Paul Johnson, in his A History of Christianity, wrote that when Catholics were in power in Europe, the Protestants promoted and asked for tolerance, and when Protestants were in ascendance, then Catholics pleaded for tolerance. This dynamic is likely to appear in any power dynamic of that kind.
Moral subjectivism and cultural relativism were explicitly introduced to US elementary and high school students at least since the 1980s. Both concepts are nihilistic and destructive. Moral subjectivism asserts that morality is whatever anyone claims it is and that no one is right or wrong, per se. It is whatever you “feel.” This aligns with the distinctively American manner of speech where the speaker says “I feel that…” New Zealanders of my generation would instead say “I think that…” having not got so advanced in the therapeutic mindset at the time. If morality is whatever anyone says it is, then it is nothing. And, if cultures are immune from criticism the outside, then they are also worth ignoring, as Allan Bloom pointed out. Why learn about a culture if one is forbidden to evaluate it in any way?

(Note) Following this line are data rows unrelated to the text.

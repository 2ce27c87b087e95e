use serde::{Deserialize, Serialize};
use std::path::Path;
use tracing::{info, warn};

/// Default maximum number of matches kept after ranking
pub const DEFAULT_MAX_MATCHES: usize = 100;

/// Default number of result rows visible without scrolling
pub const DEFAULT_MAX_VISIBLE_ROWS: usize = 6;

/// Default zoom applied while Shift-preview is active (full navigation uses 1.0)
pub const DEFAULT_PREVIEW_ZOOM: f32 = 0.5;

/// Default hover-suppression window after keyboard navigation, in milliseconds
pub const DEFAULT_HOVER_SUPPRESS_MS: u64 = 120;

/// Default grace delay before an input blur closes the palette, in milliseconds
pub const DEFAULT_BLUR_GRACE_MS: u64 = 150;

/// Hotkey chord that opens the palette.
///
/// Stored as an opaque chord string (e.g. "ctrl k"); parsing and OS
/// registration are the host's concern.
#[derive(Debug, Clone, PartialEq, Eq, Serialize, Deserialize)]
pub struct HotkeyConfig {
    pub chord: String,
    /// Secondary chord that also opens the palette
    #[serde(default, skip_serializing_if = "Option::is_none")]
    pub alternate: Option<String>,
}

impl Default for HotkeyConfig {
    fn default() -> Self {
        HotkeyConfig {
            chord: "ctrl k".to_string(),
            alternate: None,
        }
    }
}

#[derive(Debug, Clone, Serialize, Deserialize)]
pub struct SpotlightConfig {
    #[serde(default)]
    pub hotkey: HotkeyConfig,
    /// Maximum number of matches kept after ranking
    #[serde(default = "default_max_matches", rename = "maxMatches")]
    pub max_matches: usize,
    /// Number of result rows visible without scrolling
    #[serde(default = "default_max_visible_rows", rename = "maxVisibleRows")]
    pub max_visible_rows: usize,
    /// Enables the multi-select mode and selection commands
    #[serde(default, rename = "multiSelect")]
    pub multi_select: bool,
    /// Zoom level used for Shift-preview navigation
    #[serde(default = "default_preview_zoom", rename = "previewZoom")]
    pub preview_zoom: f32,
    /// Hover-suppression window after keyboard navigation (ms)
    #[serde(default = "default_hover_suppress_ms", rename = "hoverSuppressMs")]
    pub hover_suppress_ms: u64,
    /// Grace delay before input blur closes the palette (ms)
    #[serde(default = "default_blur_grace_ms", rename = "blurGraceMs")]
    pub blur_grace_ms: u64,
}

fn default_max_matches() -> usize {
    DEFAULT_MAX_MATCHES
}
fn default_max_visible_rows() -> usize {
    DEFAULT_MAX_VISIBLE_ROWS
}
fn default_preview_zoom() -> f32 {
    DEFAULT_PREVIEW_ZOOM
}
fn default_hover_suppress_ms() -> u64 {
    DEFAULT_HOVER_SUPPRESS_MS
}
fn default_blur_grace_ms() -> u64 {
    DEFAULT_BLUR_GRACE_MS
}

impl Default for SpotlightConfig {
    fn default() -> Self {
        SpotlightConfig {
            hotkey: HotkeyConfig::default(),
            max_matches: DEFAULT_MAX_MATCHES,
            max_visible_rows: DEFAULT_MAX_VISIBLE_ROWS,
            multi_select: false,
            preview_zoom: DEFAULT_PREVIEW_ZOOM,
            hover_suppress_ms: DEFAULT_HOVER_SUPPRESS_MS,
            blur_grace_ms: DEFAULT_BLUR_GRACE_MS,
        }
    }
}

/// Load configuration from a JSON file, falling back to defaults.
///
/// A missing file is not an error (first run); a malformed file is logged
/// and ignored so a broken config never blocks the palette from opening.
pub fn load_config(path: &Path) -> SpotlightConfig {
    if !path.exists() {
        info!(path = %path.display(), "Config file not found, using defaults");
        return SpotlightConfig::default();
    }

    match std::fs::read_to_string(path) {
        Err(e) => {
            warn!(error = %e, path = %path.display(), "Failed to read config, using defaults");
            SpotlightConfig::default()
        }
        Ok(contents) => match serde_json::from_str::<SpotlightConfig>(&contents) {
            Ok(config) => {
                info!(path = %path.display(), "Successfully loaded config");
                config
            }
            Err(e) => {
                warn!(error = %e, path = %path.display(), "Failed to parse config JSON, using defaults");
                SpotlightConfig::default()
            }
        },
    }
}
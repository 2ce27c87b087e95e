//! Interactive palette session
//!
//! Owns the modal state machine: open/closed, the active result row,
//! keyword activation and its reactivation gate, Shift-held preview with
//! snapshot/rollback, and multi-select. Every effectful operation goes
//! through the injected [`Navigation`] capability; every query goes
//! through the search pipeline with a generation ticket so superseded
//! runs never publish.
//!
//! Rollback discipline: preview snapshots are taken lazily, at most once
//! per preview episode, and consumed exactly once - either applied on
//! Shift-release/close, or discarded when a selection becomes final.
//! Restores run graph-context first, then selection, then viewport;
//! restoring the viewport before the graph context would animate to a
//! coordinate space the editor is no longer inside.

use std::collections::HashSet;
use std::sync::Arc;
use std::time::{Duration, Instant};

use tracing::debug;

use crate::config::SpotlightConfig;
use crate::error::{ResultExt, SpotlightError};
use crate::graph::{EntityId, EntityRef, GraphSource, Navigation, RevealMode, Viewport};
use crate::items::{Item, MatchResult};
use crate::registry::{SelectionContext, SpotlightRegistry};
use crate::render::{self, RenderedRow};
use crate::search::{run_query, GenerationCounter, SearchRequest};

/// What caused a close request
#[derive(Debug, Clone, Copy, PartialEq, Eq)]
pub enum CloseReason {
    Escape,
    /// Input lost focus; the host fires this after the configured grace
    /// delay (and may skip it while a selection-commands popup is up)
    Blur,
    Selected,
}

#[derive(Default)]
struct SessionState {
    open: bool,
    input: String,
    results: Vec<MatchResult>,
    active_index: usize,
    active_keyword: Option<String>,
    /// Reactivation gate: set when a keyword deactivates, cleared once the
    /// input has been whitespace-free at least once
    awaiting_clean_input: bool,
    previewing: bool,
    /// Arrow navigation happened; a bare Shift press may start a preview
    shift_nav_armed: bool,
    /// Viewport at open time, restored when nothing was chosen
    open_viewport: Option<Viewport>,
    preview_viewport: Option<Viewport>,
    preview_context: Option<Vec<EntityId>>,
    preview_selection: Option<Vec<EntityRef>>,
    final_selection: bool,
    last_keyboard_nav: Option<Instant>,
    multi_select_active: bool,
    selected: Vec<Arc<Item>>,
    selected_keys: HashSet<String>,
    placeholder: Option<String>,
    highlight_query: String,
}

/// One palette instance bound to a host graph and navigation capability
pub struct SpotlightSession {
    config: SpotlightConfig,
    registry: SpotlightRegistry,
    graph: Box<dyn GraphSource>,
    navigation: Box<dyn Navigation>,
    state: SessionState,
    generations: GenerationCounter,
    overlay_inset: f32,
}
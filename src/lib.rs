//! Graph Spotlight - an embeddable fuzzy-search palette core for a
//! node-graph editor.
//!
//! The host editor owns the canvas, the DOM, and the event loop; this
//! crate owns the query-to-ranked-results pipeline and the palette's
//! interactive state machine:
//!
//! - keyword and `name:value` filter parsing ([`query`])
//! - pluggable keyword/default handlers, filters, info providers, and
//!   selection commands ([`registry`], [`builtins`])
//! - candidate assembly from a live graph snapshot ([`candidates`])
//! - fuzzy ranking with brace-expansion union ([`matcher`], [`search`])
//! - highlight mapping back onto structured display fields ([`document`],
//!   [`render`])
//! - the modal open/preview/select state machine ([`session`])
//!
//! The host injects a [`graph::GraphSource`] and a [`graph::Navigation`]
//! capability and drives a [`session::SpotlightSession`] from its input
//! events.

pub mod builtins;
pub mod candidates;
pub mod config;
pub mod document;
pub mod error;
pub mod graph;
pub mod items;
pub mod logging;
pub mod matcher;
pub mod query;
pub mod registry;
pub mod render;
pub mod search;
pub mod session;

pub use config::SpotlightConfig;
pub use error::{Result, SpotlightError};
pub use items::{Item, MatchResult};
pub use registry::SpotlightRegistry;
pub use render::RenderedRow;
pub use session::{CloseReason, SpotlightSession};
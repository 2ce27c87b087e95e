//! Query mini-language parsing
//!
//! Three independent passes over the typed query:
//! - `parse_keyword` - splits a leading registered keyword off the input
//! - `parse_filters` - extracts `name:value` / `name:"quoted value"` tokens
//! - `expand_braces` - expands `{a,b}` groups into alternative queries
//!
//! Patterns are compiled once per process via `OnceLock`.

use std::sync::OnceLock;

use regex::Regex;

/// Result of the keyword pass over a raw query
#[derive(Debug, Clone, PartialEq, Eq)]
pub struct ParsedQuery {
    /// Lower-cased keyword, empty when `matched` is false
    pub keyword: String,
    /// Everything after the keyword, or the whole query when unmatched
    pub remainder: String,
    pub matched: bool,
}

/// One extracted `name:value` filter token
#[derive(Debug, Clone, PartialEq, Eq)]
pub struct ParsedFilter {
    pub name: String,
    pub value: String,
    /// Byte range the token occupied in the original text
    pub span: (usize, usize),
}

fn keyword_re() -> &'static Regex {
    static RE: OnceLock<Regex> = OnceLock::new();
    RE.get_or_init(|| Regex::new(r"^\s*(\w+)\s+(.*)$").expect("keyword pattern compiles"))
}

fn filter_re() -> &'static Regex {
    static RE: OnceLock<Regex> = OnceLock::new();
    // Name must start with a letter/underscore so numeric tokens like
    // "521:123" are never mistaken for a filter.
    RE.get_or_init(|| {
        Regex::new(r#"\b([A-Za-z_]\w*):(?:"([^"]+)"|(\S+))"#).expect("filter pattern compiles")
    })
}

fn whitespace_re() -> &'static Regex {
    static RE: OnceLock<Regex> = OnceLock::new();
    RE.get_or_init(|| Regex::new(r"\s+").expect("whitespace pattern compiles"))
}

/// Split a leading registered keyword off the query.
///
/// Only a registered keyword activates; an unregistered leading word stays
/// ordinary query text. Lookup is on the lower-cased first token.
pub fn parse_keyword(query: &str, is_registered: impl Fn(&str) -> bool) -> ParsedQuery {
    if let Some(caps) = keyword_re().captures(query) {
        let word = caps.get(1).map(|m| m.as_str()).unwrap_or_default();
        let keyword = word.to_lowercase();
        if is_registered(&keyword) {
            return ParsedQuery {
                keyword,
                remainder: caps.get(2).map(|m| m.as_str()).unwrap_or_default().to_string(),
                matched: true,
            };
        }
    }
    ParsedQuery {
        keyword: String::new(),
        remainder: query.to_string(),
        matched: false,
    }
}

/// Extract every `name:value` / `name:"quoted value"` token from the text.
///
/// Returns the remaining free text (token spans replaced by a space, then
/// whitespace-collapsed and trimmed) and the extracted filters in order.
pub fn parse_filters(text: &str) -> (String, Vec<ParsedFilter>) {
    let mut filters = Vec::new();
    let mut stripped = String::with_capacity(text.len());
    let mut last_end = 0;

    for caps in filter_re().captures_iter(text) {
        let whole = caps.get(0).expect("capture 0 always present");
        let name = caps.get(1).map(|m| m.as_str()).unwrap_or_default();
        let value = caps
            .get(2)
            .or_else(|| caps.get(3))
            .map(|m| m.as_str())
            .unwrap_or_default();
        filters.push(ParsedFilter {
            name: name.to_string(),
            value: value.to_string(),
            span: (whole.start(), whole.end()),
        });
        stripped.push_str(&text[last_end..whole.start()]);
        stripped.push(' ');
        last_end = whole.end();
    }
    stripped.push_str(&text[last_end..]);

    let free_text = whitespace_re().replace_all(&stripped, " ").trim().to_string();
    (free_text, filters)
}

/// Expand `{a,b}` groups into the full set of alternative queries.
///
/// Groups expand left to right, cartesian across multiple groups
/// (`"{a,b}-{x,y}"` yields four alternatives). A query without braces, or
/// with an unbalanced brace, passes through as a single literal.
pub fn expand_braces(query: &str) -> Vec<String> {
    let Some(open) = query.find('{') else {
        return vec![query.to_string()];
    };
    let Some(close_rel) = query[open..].find('}') else {
        return vec![query.to_string()];
    };
    let close = open + close_rel;

    let prefix = &query[..open];
    let inner = &query[open + 1..close];
    let suffix = &query[close + 1..];

    let mut expanded = Vec::new();
    for option in inner.split(',') {
        let candidate = format!("{}{}{}", prefix, option, suffix);
        // The suffix may contain further groups; recurse on the rebuilt query
        for alternative in expand_braces(&candidate) {
            if !expanded.contains(&alternative) {
                expanded.push(alternative);
            }
        }
    }
    expanded
}
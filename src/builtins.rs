//! Built-in plugins
//!
//! A small set of keyword handlers, filters, and selection commands
//! registered through the same public surface external plugins use. Hosts
//! call [`install`] once after constructing their registry; everything
//! here can be overwritten by a later registration.
//!
//! Built-ins:
//! - `node <text>` - search graph nodes only
//! - `link <text>` - search graph links only
//! - `type:<value>` - item-class substring filter (case-insensitive)
//! - `title:<value>` - title substring filter (case-insensitive)
//! - selection commands `reveal` and `clear-selection`

use std::sync::Arc;

use crate::graph::RevealMode;
use crate::items::Item;
use crate::registry::{HandlerItems, SelectionCommand, SpotlightRegistry};

/// Register every built-in handler, filter, and selection command
pub fn install(registry: &mut SpotlightRegistry) {
    registry.register_keyword_handler(
        "node",
        Arc::new(|_text, ctx| {
            ctx.set_placeholder("Search nodes");
            Ok(HandlerItems::new(ctx.node_items()))
        }),
    );

    registry.register_keyword_handler(
        "link",
        Arc::new(|_text, ctx| {
            ctx.set_placeholder("Search links");
            Ok(HandlerItems::new(ctx.link_items()))
        }),
    );

    registry.register_filter(
        "type",
        Arc::new(|item, value| Ok(class_contains(item, value))),
    );

    registry.register_filter(
        "title",
        Arc::new(|item, value| {
            Ok(item.title().to_lowercase().contains(&value.to_lowercase()))
        }),
    );

    registry.register_selection_command(SelectionCommand {
        id: "reveal".to_string(),
        label: "Reveal in canvas".to_string(),
        run: Arc::new(|ctx| {
            let Some(entity) = ctx.items.first().and_then(|item| item.entity()).cloned()
            else {
                return Ok(());
            };
            let inset = ctx.overlay_inset;
            ctx.navigation
                .reveal(&entity, RevealMode::Final {
                    overlay_inset: inset,
                })
        }),
        is_applicable: Some(Arc::new(|items| {
            items.iter().any(|item| item.entity().is_some())
        })),
    });

    registry.register_selection_command(SelectionCommand {
        id: "clear-selection".to_string(),
        label: "Clear selection".to_string(),
        run: Arc::new(|ctx| {
            ctx.request_clear_selection();
            Ok(())
        }),
        is_applicable: Some(Arc::new(|items| !items.is_empty())),
    });
}

fn class_contains(item: &Item, value: &str) -> bool {
    let value = value.to_lowercase();
    match item {
        Item::Node(node) => node.item_class.to_lowercase().contains(&value),
        Item::Command(command) => command
            .item_class
            .as_ref()
            .is_some_and(|class| class.to_lowercase().contains(&value)),
        Item::Link(_) => false,
    }
}
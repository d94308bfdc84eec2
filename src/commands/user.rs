//! User management CLI commands.

use std::sync::Arc;

use clap::{Args, Subcommand};
use serde::Serialize;
use tabled::Tabled;

use crate::output::{self, OutputFormat};
use reportdesk_core::config::AppConfig;
use reportdesk_core::error::AppError;
use reportdesk_database::repositories::UserRepository;
use reportdesk_entity::user::{CreateUser, UserRole};
use reportdesk_service::UserService;

/// Arguments for user commands
#[derive(Debug, Args)]
pub struct UserArgs {
    /// User subcommand
    #[command(subcommand)]
    pub command: UserCommand,
}

/// User subcommands
#[derive(Debug, Subcommand)]
pub enum UserCommand {
    /// List all users
    List {
        /// Filter by role (Admin or Resident)
        #[arg(short, long)]
        role: Option<String>,
    },
    /// Register a new user
    Register {
        /// Username
        #[arg(long)]
        username: String,
        /// Full name
        #[arg(long)]
        full_name: String,
        /// Home address
        #[arg(long)]
        address: String,
        /// Email address
        #[arg(long)]
        email: String,
        /// Role (Admin or Resident)
        #[arg(long, default_value = "Resident")]
        role: String,
    },
    /// Reset a user's password
    SetPassword {
        /// Username
        username: String,
    },
}

/// User display row for table output
#[derive(Debug, Serialize, Tabled)]
struct UserRow {
    /// User ID
    id: i64,
    /// Username
    username: String,
    /// Full name
    full_name: String,
    /// Email
    email: String,
    /// Role
    role: String,
    /// Registered at
    created_at: String,
}

/// Execute user commands
pub async fn execute(
    args: &UserArgs,
    config: &AppConfig,
    format: OutputFormat,
) -> Result<(), AppError> {
    let pool = super::create_db_pool(config).await?;
    let service = UserService::new(Arc::new(UserRepository::new(pool.clone())));

    match &args.command {
        UserCommand::List { role } => {
            let users = match role.as_deref() {
                Some(role) => service.list_by_role(role.parse::<UserRole>()?).await?,
                None => service.list_all().await?,
            };

            let rows: Vec<UserRow> = users
                .iter()
                .map(|u| UserRow {
                    id: u.id,
                    username: u.username.clone(),
                    full_name: u.full_name.clone(),
                    email: u.email.clone(),
                    role: u.role.to_string(),
                    created_at: u.created_at.format("%Y-%m-%d %H:%M").to_string(),
                })
                .collect();

            output::print_list(&rows, format);
        }
        UserCommand::Register {
            username,
            full_name,
            address,
            email,
            role,
        } => {
            let password = dialoguer::Password::new()
                .with_prompt("Password")
                .with_confirmation("Confirm password", "Passwords do not match")
                .interact()
                .map_err(|e| AppError::internal(format!("Input error: {}", e)))?;

            let user = service
                .register(CreateUser {
                    username: username.clone(),
                    password,
                    full_name: full_name.clone(),
                    address: address.clone(),
                    gender: None,
                    email: email.clone(),
                    contact_number: None,
                    birthday: None,
                    role: role.parse::<UserRole>()?,
                })
                .await?;

            output::print_success(&format!(
                "Registered {} '{}' (id {})",
                user.role, user.username, user.id
            ));
        }
        UserCommand::SetPassword { username } => {
            let user = service
                .find_by_username(username)
                .await?
                .ok_or_else(|| AppError::not_found(format!("User '{}' not found", username)))?;

            let password = dialoguer::Password::new()
                .with_prompt("New password")
                .with_confirmation("Confirm password", "Passwords do not match")
                .interact()
                .map_err(|e| AppError::internal(format!("Input error: {}", e)))?;

            service.change_password(user.id, &password).await?;
            output::print_success(&format!("Password updated for '{}'", username));
        }
    }

    Ok(())
}
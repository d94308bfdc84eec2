//! Reportdesk CLI entry point.

use clap::Parser;
use tracing_subscriber::{EnvFilter, fmt};

mod commands;
mod output;

use commands::Cli;
use reportdesk_core::config::AppConfig;

#[tokio::main]
async fn main() {
    let cli = Cli::parse();

    let config = match AppConfig::load(&cli.env) {
        Ok(c) => c,
        Err(e) => {
            eprintln!("Failed to load configuration: {}", e);
            std::process::exit(1);
        }
    };

    init_logging(&config);

    if let Err(e) = cli.execute(&config).await {
        eprintln!("Error: {}", e);
        std::process::exit(1);
    }
}

/// Initialize tracing/logging
fn init_logging(config: &AppConfig) {
    let filter =
        EnvFilter::try_from_default_env().unwrap_or_else(|_| EnvFilter::new(&config.logging.level));

    match config.logging.format.as_str() {
        "json" => {
            fmt().json().with_env_filter(filter).with_target(true).init();
        }
        _ => {
            fmt().with_env_filter(filter).with_target(true).init();
        }
    }
}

It seems like moral and cultural relativism could thus be regarded as a kind of advance guard in a battle, designed to demoralize the enemy; a bland appeal to “tolerance” of any behavior, no matter how immoral. To every moral assertion the response could be “there’s no accounting for taste.” The implied nihilism cleared away any positive moral propositions – ones that actually were supposed to be significant. So, relativism was a kind of pleading for tolerance. Cultural relativism rendered out of bounds criticism of any other “culture,” such as Islamic cultures.
That was then. As a plea for tolerance, it suggests that common sense morality was still a significant factor, to a certain degree. Enough, at least, to warrant circumspection.
Relativism has now been replaced with a rigid Manichean division between the saved and the damned based on skin color. Far from subjectivism, there is absolutism and the scariest part of it is the epistemic hubris; the knowing with utter certainty the answers to all moral questions. Where for art thou, subjectivism? The only thing the two positions have in common is being utterly intellectually bankrupt. They both involve irresolvable contradictions rendering rational discussion impossible.